##### Study material #####

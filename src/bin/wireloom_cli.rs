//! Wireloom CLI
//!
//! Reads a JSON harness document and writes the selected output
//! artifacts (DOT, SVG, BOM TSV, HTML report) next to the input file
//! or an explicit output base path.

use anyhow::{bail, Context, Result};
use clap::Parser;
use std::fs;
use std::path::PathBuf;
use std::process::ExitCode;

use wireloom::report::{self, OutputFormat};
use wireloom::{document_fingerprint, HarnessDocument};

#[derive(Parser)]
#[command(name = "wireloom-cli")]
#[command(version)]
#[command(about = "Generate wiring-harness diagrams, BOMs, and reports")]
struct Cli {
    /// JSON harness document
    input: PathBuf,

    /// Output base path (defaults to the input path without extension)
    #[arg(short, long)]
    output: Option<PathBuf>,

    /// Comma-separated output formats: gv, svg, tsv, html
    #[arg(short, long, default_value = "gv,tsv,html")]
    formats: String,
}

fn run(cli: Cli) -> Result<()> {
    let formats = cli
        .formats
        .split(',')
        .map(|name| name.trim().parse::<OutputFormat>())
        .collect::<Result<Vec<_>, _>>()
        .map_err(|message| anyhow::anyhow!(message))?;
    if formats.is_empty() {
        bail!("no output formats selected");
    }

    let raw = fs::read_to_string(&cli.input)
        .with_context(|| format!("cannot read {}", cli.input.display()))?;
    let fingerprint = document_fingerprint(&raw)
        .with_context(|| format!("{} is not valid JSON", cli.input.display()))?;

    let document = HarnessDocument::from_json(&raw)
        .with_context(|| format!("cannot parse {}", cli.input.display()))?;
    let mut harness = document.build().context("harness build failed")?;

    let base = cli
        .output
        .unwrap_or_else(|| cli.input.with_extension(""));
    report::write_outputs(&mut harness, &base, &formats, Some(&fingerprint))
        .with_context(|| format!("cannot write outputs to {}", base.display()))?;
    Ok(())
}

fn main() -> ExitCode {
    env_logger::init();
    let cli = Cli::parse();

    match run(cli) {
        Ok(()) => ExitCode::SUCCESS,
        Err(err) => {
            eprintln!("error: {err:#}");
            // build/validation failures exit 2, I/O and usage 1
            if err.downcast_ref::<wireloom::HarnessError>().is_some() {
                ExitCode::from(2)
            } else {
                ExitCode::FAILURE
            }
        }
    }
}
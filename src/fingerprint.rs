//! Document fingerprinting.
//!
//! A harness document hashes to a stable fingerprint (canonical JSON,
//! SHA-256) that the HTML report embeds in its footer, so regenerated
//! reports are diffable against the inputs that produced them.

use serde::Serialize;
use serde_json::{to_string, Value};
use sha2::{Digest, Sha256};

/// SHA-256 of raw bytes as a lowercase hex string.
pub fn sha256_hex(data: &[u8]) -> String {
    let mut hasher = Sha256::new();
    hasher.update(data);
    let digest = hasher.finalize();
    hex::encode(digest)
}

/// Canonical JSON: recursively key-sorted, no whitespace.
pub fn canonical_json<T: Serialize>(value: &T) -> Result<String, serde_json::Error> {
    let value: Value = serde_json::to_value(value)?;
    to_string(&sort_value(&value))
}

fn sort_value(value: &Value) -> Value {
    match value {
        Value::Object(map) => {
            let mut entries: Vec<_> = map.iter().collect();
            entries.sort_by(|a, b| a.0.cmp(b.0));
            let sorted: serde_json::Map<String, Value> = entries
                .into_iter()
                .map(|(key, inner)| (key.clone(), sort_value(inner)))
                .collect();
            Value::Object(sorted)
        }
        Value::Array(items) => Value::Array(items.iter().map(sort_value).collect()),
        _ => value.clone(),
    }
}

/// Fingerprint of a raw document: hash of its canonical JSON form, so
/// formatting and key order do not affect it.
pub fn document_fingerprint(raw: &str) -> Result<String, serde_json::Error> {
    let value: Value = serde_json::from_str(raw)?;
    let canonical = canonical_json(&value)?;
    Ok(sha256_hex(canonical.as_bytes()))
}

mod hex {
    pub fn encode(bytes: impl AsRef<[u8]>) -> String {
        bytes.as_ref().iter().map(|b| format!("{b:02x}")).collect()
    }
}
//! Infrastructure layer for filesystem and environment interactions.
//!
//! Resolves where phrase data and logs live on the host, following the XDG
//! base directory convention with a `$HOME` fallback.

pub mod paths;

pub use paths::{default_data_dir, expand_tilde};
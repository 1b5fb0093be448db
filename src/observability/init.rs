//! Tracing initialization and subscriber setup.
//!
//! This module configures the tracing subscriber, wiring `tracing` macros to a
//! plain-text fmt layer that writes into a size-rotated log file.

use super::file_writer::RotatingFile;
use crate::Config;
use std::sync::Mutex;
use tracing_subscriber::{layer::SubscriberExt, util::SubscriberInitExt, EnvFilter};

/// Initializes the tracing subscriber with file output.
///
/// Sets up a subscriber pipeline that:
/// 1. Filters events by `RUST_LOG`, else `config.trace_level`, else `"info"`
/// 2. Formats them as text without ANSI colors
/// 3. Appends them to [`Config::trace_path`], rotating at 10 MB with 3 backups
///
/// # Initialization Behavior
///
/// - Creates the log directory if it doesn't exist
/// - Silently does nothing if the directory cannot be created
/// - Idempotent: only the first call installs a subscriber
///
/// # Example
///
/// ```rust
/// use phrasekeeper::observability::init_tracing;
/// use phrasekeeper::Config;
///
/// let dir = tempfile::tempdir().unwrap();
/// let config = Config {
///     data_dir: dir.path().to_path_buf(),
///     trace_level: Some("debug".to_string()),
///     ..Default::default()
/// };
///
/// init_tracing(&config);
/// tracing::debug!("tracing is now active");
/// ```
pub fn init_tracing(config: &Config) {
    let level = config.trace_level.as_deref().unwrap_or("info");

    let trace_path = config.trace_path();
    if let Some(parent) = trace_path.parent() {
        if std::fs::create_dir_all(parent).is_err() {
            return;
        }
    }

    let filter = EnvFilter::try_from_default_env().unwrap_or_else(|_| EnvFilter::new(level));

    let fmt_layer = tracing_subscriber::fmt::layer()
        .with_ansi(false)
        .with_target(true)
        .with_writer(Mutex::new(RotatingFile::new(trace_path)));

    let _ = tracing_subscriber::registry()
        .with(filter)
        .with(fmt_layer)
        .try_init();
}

#####

### Work item:
Reproduce every entry shown above, precisely as it stands.

### Task output:
filename src/bin/wireloom_cli.rs
//! Wireloom CLI
//!
//! Reads a JSON harness document and writes the selected output
//! artifacts (DOT, SVG, BOM TSV, HTML report) next to the input file
//! or an explicit output base path.

use anyhow::{bail, Context, Result};
use clap::Parser;
use std::fs;
use std::path::PathBuf;
use std::process::ExitCode;

use wireloom::report::{self, OutputFormat};
use wireloom::{document_fingerprint, HarnessDocument};

#[derive(Parser)]
#[command(name = "wireloom-cli")]
#[command(version)]
#[command(about = "Generate wiring-harness diagrams, BOMs, and reports")]
struct Cli {
    /// JSON harness document
    input: PathBuf,

    /// Output base path (defaults to the input path without extension)
    #[arg(short, long)]
    output: Option<PathBuf>,

    /// Comma-separated output formats: gv, svg, tsv, html
    #[arg(short, long, default_value = "gv,tsv,html")]
    formats: String,
}

fn run(cli: Cli) -> Result<()> {
    let formats = cli
        .formats
        .split(',')
        .map(|name| name.trim().parse::<OutputFormat>())
        .collect::<Result<Vec<_>, _>>()
        .map_err(|message| anyhow::anyhow!(message))?;
    if formats.is_empty() {
        bail!("no output formats selected");
    }

    let raw = fs::read_to_string(&cli.input)
        .with_context(|| format!("cannot read {}", cli.input.display()))?;
    let fingerprint = document_fingerprint(&raw)
        .with_context(|| format!("{} is not valid JSON", cli.input.display()))?;

    let document = HarnessDocument::from_json(&raw)
        .with_context(|| format!("cannot parse {}", cli.input.display()))?;
    let mut harness = document.build().context("harness build failed")?;

    let base = cli
        .output
        .unwrap_or_else(|| cli.input.with_extension(""));
    report::write_outputs(&mut harness, &base, &formats, Some(&fingerprint))
        .with_context(|| format!("cannot write outputs to {}", base.display()))?;
    Ok(())
}

fn main() -> ExitCode {
    env_logger::init();
    let cli = Cli::parse();

    match run(cli) {
        Ok(()) => ExitCode::SUCCESS,
        Err(err) => {
            eprintln!("error: {err:#}");
            // build/validation failures exit 2, I/O and usage 1
            if err.downcast_ref::<wireloom::HarnessError>().is_some() {
                ExitCode::from(2)
            } else {
                ExitCode::FAILURE
            }
        }
    }
}
filename src/fingerprint.rs
//! Document fingerprinting.
//!
//! A harness document hashes to a stable fingerprint (canonical JSON,
//! SHA-256) that the HTML report embeds in its footer, so regenerated
//! reports are diffable against the inputs that produced them.

use serde::Serialize;
use serde_json::{to_string, Value};
use sha2::{Digest, Sha256};

/// SHA-256 of raw bytes as a lowercase hex string.
pub fn sha256_hex(data: &[u8]) -> String {
    let mut hasher = Sha256::new();
    hasher.update(data);
    let digest = hasher.finalize();
    hex::encode(digest)
}

/// Canonical JSON: recursively key-sorted, no whitespace.
pub fn canonical_json<T: Serialize>(value: &T) -> Result<String, serde_json::Error> {
    let value: Value = serde_json::to_value(value)?;
    to_string(&sort_value(&value))
}

fn sort_value(value: &Value) -> Value {
    match value {
        Value::Object(map) => {
            let mut entries: Vec<_> = map.iter().collect();
            entries.sort_by(|a, b| a.0.cmp(b.0));
            let sorted: serde_json::Map<String, Value> = entries
                .into_iter()
                .map(|(key, inner)| (key.clone(), sort_value(inner)))
                .collect();
            Value::Object(sorted)
        }
        Value::Array(items) => Value::Array(items.iter().map(sort_value).collect()),
        _ => value.clone(),
    }
}

/// Fingerprint of a raw document: hash of its canonical JSON form, so
/// formatting and key order do not affect it.
pub fn document_fingerprint(raw: &str) -> Result<String, serde_json::Error> {
    let value: Value = serde_json::from_str(raw)?;
    let canonical = canonical_json(&value)?;
    Ok(sha256_hex(canonical.as_bytes()))
}

mod hex {
    pub fn encode(bytes: impl AsRef<[u8]>) -> String {
        bytes.as_ref().iter().map(|b| format!("{b:02x}")).collect()
    }
}
//! Infrastructure layer for filesystem and environment interactions.
//!
//! Resolves where phrase data and logs live on the host, following the XDG
//! base directory convention with a `$HOME` fallback.

pub mod paths;

pub use paths::{default_data_dir, expand_tilde};
repository 1b5fb0093be448db
filename src/observability/init.rs
//! Tracing initialization and subscriber setup.
//!
//! This module configures the tracing subscriber, wiring `tracing` macros to a
//! plain-text fmt layer that writes into a size-rotated log file.

use super::file_writer::RotatingFile;
use crate::Config;
use std::sync::Mutex;
use tracing_subscriber::{layer::SubscriberExt, util::SubscriberInitExt, EnvFilter};

/// Initializes the tracing subscriber with file output.
///
/// Sets up a subscriber pipeline that:
/// 1. Filters events by `RUST_LOG`, else `config.trace_level`, else `"info"`
/// 2. Formats them as text without ANSI colors
/// 3. Appends them to [`Config::trace_path`], rotating at 10 MB with 3 backups
///
/// # Initialization Behavior
///
/// - Creates the log directory if it doesn't exist
/// - Silently does nothing if the directory cannot be created
/// - Idempotent: only the first call installs a subscriber
///
/// # Example
///
/// ```rust
/// use phrasekeeper::observability::init_tracing;
/// use phrasekeeper::Config;
///
/// let dir = tempfile::tempdir().unwrap();
/// let config = Config {
///     data_dir: dir.path().to_path_buf(),
///     trace_level: Some("debug".to_string()),
///     ..Default::default()
/// };
///
/// init_tracing(&config);
/// tracing::debug!("tracing is now active");
/// ```
pub fn init_tracing(config: &Config) {
    let level = config.trace_level.as_deref().unwrap_or("info");

    let trace_path = config.trace_path();
    if let Some(parent) = trace_path.parent() {
        if std::fs::create_dir_all(parent).is_err() {
            return;
        }
    }

    let filter = EnvFilter::try_from_default_env().unwrap_or_else(|_| EnvFilter::new(level));

    let fmt_layer = tracing_subscriber::fmt::layer()
        .with_ansi(false)
        .with_target(true)
        .with_writer(Mutex::new(RotatingFile::new(trace_path)));

    let _ = tracing_subscriber::registry()
        .with(filter)
        .with(fmt_layer)
        .try_init();
}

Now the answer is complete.